ATSSA looks to greenlight Traffic Signals Committee at Midyear Meeting

New venture will further cement association’s involvement in the roadway safety infrastructure industry

ATSSA's board of directors recently approved the formation of a Traffic Signals Unit as a membership unit category within the association earlier this year at the March board meeting.


According to ATSSA Vice President of Member Services Donna Clark, this new venture is extremely beneficial for ATSSA, as these products will be involved in Intelligent Transportation Systems (ITS), Connected and Autonomous Vehicles (CAVs), pedestrian and bicyclist safety, and more sectors within the roadway safety industry.
Clark placed a heavy emphasis on having representation and connections with manufacturers and installers of traffic signals as they relate to CAVs.


"As CAV technology advances, it will be extremely beneficial to speak with one voice by representing all traffic safety devices, roadside infrastructure, pavement markings, and all things that relate to roadway safety," Clark said. "The only way to properly and advantageously do that is to be uniform and truly speak for the entire roadway safety industry."

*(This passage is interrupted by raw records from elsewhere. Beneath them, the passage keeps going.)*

//! DNS-over-HTTPS providers using the JSON DNS API
//! (`Accept: application/dns-json`).
//!
//! One provider type serves three kinds by varying the record type:
//! `Dns` queries `A`, `Nameservers` queries `NS` and `Dnssec` queries `DS`.

use std::net::{IpAddr, Ipv4Addr};

use async_trait::async_trait;
use reqwest::Client;
use serde::Deserialize;
use sitelens_core::{
    Field, FieldValue, LensError, LensProvider, NormalizedRecord, Query, QueryKind, RawResponse,
};
use url::Url;

use crate::client::get_json;

const DNS_JSON: &str = "application/dns-json";

/// Cloudflare resolver endpoint.
pub const CLOUDFLARE_ENDPOINT: &str = "https://cloudflare-dns.com/dns-query";
/// Google Public DNS endpoint.
pub const GOOGLE_ENDPOINT: &str = "https://dns.google/resolve";
/// Quad9 endpoint.
pub const QUAD9_ENDPOINT: &str = "https://dns.quad9.net:5053/dns-query";

/// DNS record types this module asks for.
#[derive(Debug, Clone, Copy, PartialEq, Eq)]
pub enum RecordType {
    /// IPv4 address.
    A,
    /// Nameserver.
    Ns,
    /// Delegation signer; present only for DNSSEC-signed zones.
    Ds,
}

impl RecordType {
    const fn as_str(self) -> &'static str {
        match self {
            Self::A => "A",
            Self::Ns => "NS",
            Self::Ds => "DS",
        }
    }

    const fn code(self) -> u16 {
        match self {
            Self::A => 1,
            Self::Ns => 2,
            Self::Ds => 43,
        }
    }

    const fn for_kind(kind: QueryKind) -> Option<Self> {
        match kind {
            QueryKind::Dns => Some(Self::A),
            QueryKind::Nameservers => Some(Self::Ns),
            QueryKind::Dnssec => Some(Self::Ds),
            _ => None,
        }
    }
}

/// JSON DNS answer document.
#[derive(Debug, Clone, Deserialize)]
pub struct DohResponse {
    /// DNS response code; 0 is `NOERROR`.
    #[serde(rename = "Status")]
    pub status: u32,
    /// Answer section; absent when empty.
    #[serde(rename = "Answer", default)]
    pub answer: Vec<DohRecord>,
}

/// One resource record of a [`DohResponse`].
#[derive(Debug, Clone, Deserialize)]
pub struct DohRecord {
    /// Numeric record type.
    #[serde(rename = "type")]
    pub rtype: u16,
    /// Time to live, in seconds.
    #[serde(rename = "TTL", default)]
    pub ttl: Option<u64>,
    /// Record data (address, host name, ...).
    pub data: String,
}

impl DohResponse {
    fn records(&self, rtype: RecordType) -> impl Iterator<Item = &DohRecord> {
        self.answer.iter().filter(move |r| r.rtype == rtype.code())
    }
}

/// Classify an address the way reports show it.
#[must_use]
pub fn classify_ip(ip: IpAddr) -> &'static str {
    match ip {
        IpAddr::V6(_) => "IPv6",
        IpAddr::V4(v4) if v4.is_loopback() => "Loopback",
        IpAddr::V4(v4) if v4.is_private() || v4.is_link_local() => "Private",
        IpAddr::V4(_) => "IPv4 Public",
    }
}

/// A DNS-over-HTTPS resolver exposed as a provider.
#[derive(Debug, Clone)]
pub struct DohProvider {
    name: &'static str,
    vendor: &'static str,
    endpoint: String,
    client: Client,
}

impl DohProvider {
    /// Cloudflare (`doh-cloudflare`).
    #[must_use]
    pub fn cloudflare(client: Client) -> Self {
        Self::new("doh-cloudflare", "Cloudflare", CLOUDFLARE_ENDPOINT, client)
    }

    /// Google Public DNS (`doh-google`).
    #[must_use]
    pub fn google(client: Client) -> Self {
        Self::new("doh-google", "Google", GOOGLE_ENDPOINT, client)
    }

    /// Quad9 (`doh-quad9`).
    #[must_use]
    pub fn quad9(client: Client) -> Self {
        Self::new("doh-quad9", "Quad9", QUAD9_ENDPOINT, client)
    }

    /// A resolver at an arbitrary JSON DNS endpoint.
    #[must_use]
    pub fn new(
        name: &'static str,
        vendor: &'static str,
        endpoint: impl Into<String>,
        client: Client,
    ) -> Self {
        Self {
            name,
            vendor,
            endpoint: endpoint.into(),
            client,
        }
    }

    /// Point this provider at another endpoint (tests, private resolvers).
    #[must_use]
    pub fn with_endpoint(mut self, endpoint: impl Into<String>) -> Self {
        self.endpoint = endpoint.into();
        self
    }

    /// Run one JSON DNS lookup.
    ///
    /// # Errors
    /// Transport failures, non-success statuses and undecodable bodies.
    pub async fn lookup(&self, name: &str, rtype: RecordType) -> Result<DohResponse, LensError> {
        let url = self.lookup_url(name, rtype)?;
        get_json(&self.client, self.name, url, Some(DNS_JSON)).await
    }

    fn lookup_url(&self, name: &str, rtype: RecordType) -> Result<Url, LensError> {
        let mut url = Url::parse(&self.endpoint)?;
        url.query_pairs_mut()
            .append_pair("name", name)
            .append_pair("type", rtype.as_str());
        Ok(url)
    }

    /// First IPv4 address of `host`. IP literals are returned as-is.
    ///
    /// # Errors
    /// `EmptyResult` when the name has no `A` record, plus lookup failures.
    pub async fn resolve_ip(&self, host: &str) -> Result<IpAddr, LensError> {
        if let Ok(ip) = host.parse::<IpAddr>() {
            return Ok(ip);
        }
        let resp = self.lookup(host, RecordType::A).await?;
        first_ipv4(self.name, &resp).map(|(ip, _)| IpAddr::V4(ip))
    }
}

fn check_rcode(provider: &str, resp: &DohResponse) -> Result<(), LensError> {
    match resp.status {
        0 => Ok(()),
        3 => Err(LensError::empty(provider, "dns name (NXDOMAIN)")),
        code => Err(LensError::empty(provider, format!("dns answer (rcode {code})"))),
    }
}

fn first_ipv4(provider: &str, resp: &DohResponse) -> Result<(Ipv4Addr, Option<u64>), LensError> {
    check_rcode(provider, resp)?;
    resp.records(RecordType::A)
        .find_map(|r| r.data.parse::<Ipv4Addr>().ok().map(|ip| (ip, r.ttl)))
        .ok_or_else(|| LensError::empty(provider, "dns A records"))
}

#[async_trait]
impl LensProvider for DohProvider {
    fn name(&self) -> &'static str {
        self.name
    }

    fn vendor(&self) -> &'static str {
        self.vendor
    }

    fn supports_kind(&self, kind: QueryKind) -> bool {
        RecordType::for_kind(kind).is_some()
    }

    async fn fetch(&self, query: &Query) -> Result<RawResponse, LensError> {
        let rtype = RecordType::for_kind(query.kind)
            .ok_or_else(|| LensError::unsupported(query.kind.as_str()))?;
        if query.target.host_ip().is_some() {
            return Err(LensError::empty(self.name, "dns records for an IP literal"));
        }
        let url = self.lookup_url(query.host(), rtype)?;
        let doc: serde_json::Value = get_json(&self.client, self.name, url, Some(DNS_JSON)).await?;
        Ok(RawResponse::Json(doc))
    }

    fn normalize(&self, query: &Query, raw: RawResponse) -> Result<NormalizedRecord, LensError> {
        let doc = raw.into_json(self.name)?;
        let resp: DohResponse = serde_json::from_value(doc)
            .map_err(|e| LensError::malformed(self.name, e.to_string()))?;
        let record = NormalizedRecord::unknown(query.kind);

        match query.kind {
            QueryKind::Dns => {
                let (ip, ttl) = first_ipv4(self.name, &resp)?;
                record
                    .with(Field::IpAddress, ip.to_string())?
                    .with(Field::IpType, classify_ip(IpAddr::V4(ip)))?
                    .with(Field::Ttl, ttl.map_or(FieldValue::Unknown, FieldValue::Count))
            }
            QueryKind::Nameservers => {
                check_rcode(self.name, &resp)?;
                let servers: Vec<String> = resp
                    .records(RecordType::Ns)
                    .map(|r| r.data.trim_end_matches('.').to_ascii_lowercase())
                    .collect();
                if servers.is_empty() {
                    return Err(LensError::empty(self.name, "dns NS records"));
                }
                record.with(Field::Nameservers, FieldValue::list(servers))
            }
            QueryKind::Dnssec => {
                check_rcode(self.name, &resp)?;
                let signed = resp.records(RecordType::Ds).next().is_some();
                let status = if signed { "Enabled" } else { "Not enabled" };
                record.with(Field::Dnssec, status)
            }
            other => Err(LensError::unsupported(other.as_str())),
        }
    }
}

Additionally, Clark said becoming involved with the traffic signal segment of the roadway safety industry will be advantageous for providing commentary for the new edition of the Manual on Uniform Traffic Control Devices (MUTCD), which the Deputy Administrator of the Federal Highway Administration (FHWA) Brandye Hendrickson announced at ATSSA's Legislative Briefing & Fly-In that her administration would be releasing a Notice of Proposed Amendments (NPAs) this upcoming fall.


“Following Hendrickson’s announcement earlier this spring, our industry has sped up its pace to develop and provide commentary and suggestions to update the MUTCD in 2020,” said Senior Technical Advisor Eric Perry. “One particular area of interest in making those changes revolves around highway automation. ATSSA’s new establishment of a traffic signals group will be very impactful in the overall process, as we expand our focus to all traffic devices as they relate to CAVs and roadway safety and infrastructure overall.”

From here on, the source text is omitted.